Saved data entries
= Beginning of Section =

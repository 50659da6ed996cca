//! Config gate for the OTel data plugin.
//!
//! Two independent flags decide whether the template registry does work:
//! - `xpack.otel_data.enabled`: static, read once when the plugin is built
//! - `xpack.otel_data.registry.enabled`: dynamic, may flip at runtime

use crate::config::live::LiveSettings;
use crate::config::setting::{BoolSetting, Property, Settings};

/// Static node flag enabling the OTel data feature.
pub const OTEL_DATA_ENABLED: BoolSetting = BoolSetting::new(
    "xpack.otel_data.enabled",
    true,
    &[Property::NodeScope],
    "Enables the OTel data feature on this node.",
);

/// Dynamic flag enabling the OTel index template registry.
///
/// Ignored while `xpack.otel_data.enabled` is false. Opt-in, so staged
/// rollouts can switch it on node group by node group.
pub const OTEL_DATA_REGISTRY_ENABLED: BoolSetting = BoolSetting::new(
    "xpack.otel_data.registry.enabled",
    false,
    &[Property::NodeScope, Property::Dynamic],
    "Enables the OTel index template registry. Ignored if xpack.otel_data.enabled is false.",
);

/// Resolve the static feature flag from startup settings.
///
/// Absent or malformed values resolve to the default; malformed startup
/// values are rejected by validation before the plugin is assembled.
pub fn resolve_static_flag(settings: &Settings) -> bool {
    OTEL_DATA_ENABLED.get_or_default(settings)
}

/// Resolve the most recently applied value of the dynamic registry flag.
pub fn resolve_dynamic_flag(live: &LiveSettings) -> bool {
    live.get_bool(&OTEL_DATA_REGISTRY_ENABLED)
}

= End of Section =
= Beginning of Section =

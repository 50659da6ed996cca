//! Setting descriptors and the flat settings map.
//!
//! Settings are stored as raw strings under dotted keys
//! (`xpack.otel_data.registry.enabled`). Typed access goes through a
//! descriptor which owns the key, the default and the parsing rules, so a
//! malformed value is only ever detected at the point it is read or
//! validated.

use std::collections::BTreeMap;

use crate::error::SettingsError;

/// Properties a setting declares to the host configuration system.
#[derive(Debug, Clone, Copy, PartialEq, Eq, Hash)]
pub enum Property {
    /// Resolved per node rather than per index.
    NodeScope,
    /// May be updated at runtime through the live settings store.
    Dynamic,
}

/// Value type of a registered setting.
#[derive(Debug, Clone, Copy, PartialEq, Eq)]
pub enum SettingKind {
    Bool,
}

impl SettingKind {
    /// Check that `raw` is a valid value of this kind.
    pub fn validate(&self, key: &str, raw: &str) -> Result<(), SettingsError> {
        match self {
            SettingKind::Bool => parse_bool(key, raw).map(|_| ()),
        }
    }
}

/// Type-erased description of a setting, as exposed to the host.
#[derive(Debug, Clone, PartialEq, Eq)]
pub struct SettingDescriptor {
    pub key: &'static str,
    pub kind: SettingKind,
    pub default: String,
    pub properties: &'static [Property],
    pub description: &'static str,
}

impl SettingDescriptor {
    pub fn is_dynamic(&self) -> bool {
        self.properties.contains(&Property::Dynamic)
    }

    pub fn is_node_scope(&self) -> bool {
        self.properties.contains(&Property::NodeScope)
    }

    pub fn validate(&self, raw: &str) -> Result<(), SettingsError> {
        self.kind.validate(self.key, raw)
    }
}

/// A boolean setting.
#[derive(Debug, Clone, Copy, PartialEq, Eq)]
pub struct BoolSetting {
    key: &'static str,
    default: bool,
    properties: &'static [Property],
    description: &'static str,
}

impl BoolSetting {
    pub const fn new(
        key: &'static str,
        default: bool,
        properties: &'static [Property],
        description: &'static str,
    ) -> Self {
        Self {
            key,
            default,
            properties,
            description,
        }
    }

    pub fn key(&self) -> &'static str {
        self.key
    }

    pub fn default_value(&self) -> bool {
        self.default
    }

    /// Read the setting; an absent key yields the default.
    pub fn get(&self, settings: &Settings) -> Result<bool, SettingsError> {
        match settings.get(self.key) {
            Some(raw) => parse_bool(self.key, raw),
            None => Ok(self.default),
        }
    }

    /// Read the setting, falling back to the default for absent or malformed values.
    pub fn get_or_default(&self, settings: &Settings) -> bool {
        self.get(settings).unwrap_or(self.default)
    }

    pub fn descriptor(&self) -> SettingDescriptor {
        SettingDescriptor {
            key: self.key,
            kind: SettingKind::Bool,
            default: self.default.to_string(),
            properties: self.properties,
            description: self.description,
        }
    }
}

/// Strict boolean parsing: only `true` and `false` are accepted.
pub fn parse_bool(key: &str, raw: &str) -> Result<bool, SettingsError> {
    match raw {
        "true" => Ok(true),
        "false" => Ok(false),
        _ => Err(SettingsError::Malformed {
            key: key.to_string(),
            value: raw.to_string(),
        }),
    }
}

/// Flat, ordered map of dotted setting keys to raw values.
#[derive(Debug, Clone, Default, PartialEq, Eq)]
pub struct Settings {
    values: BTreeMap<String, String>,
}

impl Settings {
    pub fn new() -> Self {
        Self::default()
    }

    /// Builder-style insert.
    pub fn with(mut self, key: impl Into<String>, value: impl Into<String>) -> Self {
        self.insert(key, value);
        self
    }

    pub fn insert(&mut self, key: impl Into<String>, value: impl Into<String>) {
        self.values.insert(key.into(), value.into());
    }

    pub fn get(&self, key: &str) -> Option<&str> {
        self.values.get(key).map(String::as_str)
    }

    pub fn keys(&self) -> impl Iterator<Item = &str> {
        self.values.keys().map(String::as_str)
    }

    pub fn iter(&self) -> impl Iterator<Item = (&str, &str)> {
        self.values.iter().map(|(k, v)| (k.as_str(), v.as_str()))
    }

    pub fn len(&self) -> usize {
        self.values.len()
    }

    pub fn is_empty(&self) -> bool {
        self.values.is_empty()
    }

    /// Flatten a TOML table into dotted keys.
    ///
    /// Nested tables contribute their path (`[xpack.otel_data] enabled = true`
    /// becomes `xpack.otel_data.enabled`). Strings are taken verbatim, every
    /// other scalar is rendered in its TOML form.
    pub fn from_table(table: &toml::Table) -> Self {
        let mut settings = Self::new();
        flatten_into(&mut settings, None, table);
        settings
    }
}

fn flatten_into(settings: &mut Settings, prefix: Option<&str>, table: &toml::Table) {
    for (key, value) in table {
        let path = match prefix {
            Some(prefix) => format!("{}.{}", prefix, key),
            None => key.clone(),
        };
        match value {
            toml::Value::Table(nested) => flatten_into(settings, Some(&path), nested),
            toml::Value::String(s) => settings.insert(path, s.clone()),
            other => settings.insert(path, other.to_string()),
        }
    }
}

= End of Section =

• YOUR INSTRUCTIONS
In the data above, find the line with "pub enum SettingKind" and the line with "pub fn validate(&self, raw: &str)". Retype both, plus every line between them, exactly.

• YOUR RESPONSE
pub enum SettingKind {
    Bool,
}

impl SettingKind {
    /// Check that `raw` is a valid value of this kind.
    pub fn validate(&self, key: &str, raw: &str) -> Result<(), SettingsError> {
        match self {
            SettingKind::Bool => parse_bool(key, raw).map(|_| ()),
        }
    }
}

/// Type-erased description of a setting, as exposed to the host.
#[derive(Debug, Clone, PartialEq, Eq)]
pub struct SettingDescriptor {
    pub key: &'static str,
    pub kind: SettingKind,
    pub default: String,
    pub properties: &'static [Property],
    pub description: &'static str,
}

impl SettingDescriptor {
    pub fn is_dynamic(&self) -> bool {
        self.properties.contains(&Property::Dynamic)
    }

    pub fn is_node_scope(&self) -> bool {
        self.properties.contains(&Property::NodeScope)
    }

    pub fn validate(&self, raw: &str) -> Result<(), SettingsError> {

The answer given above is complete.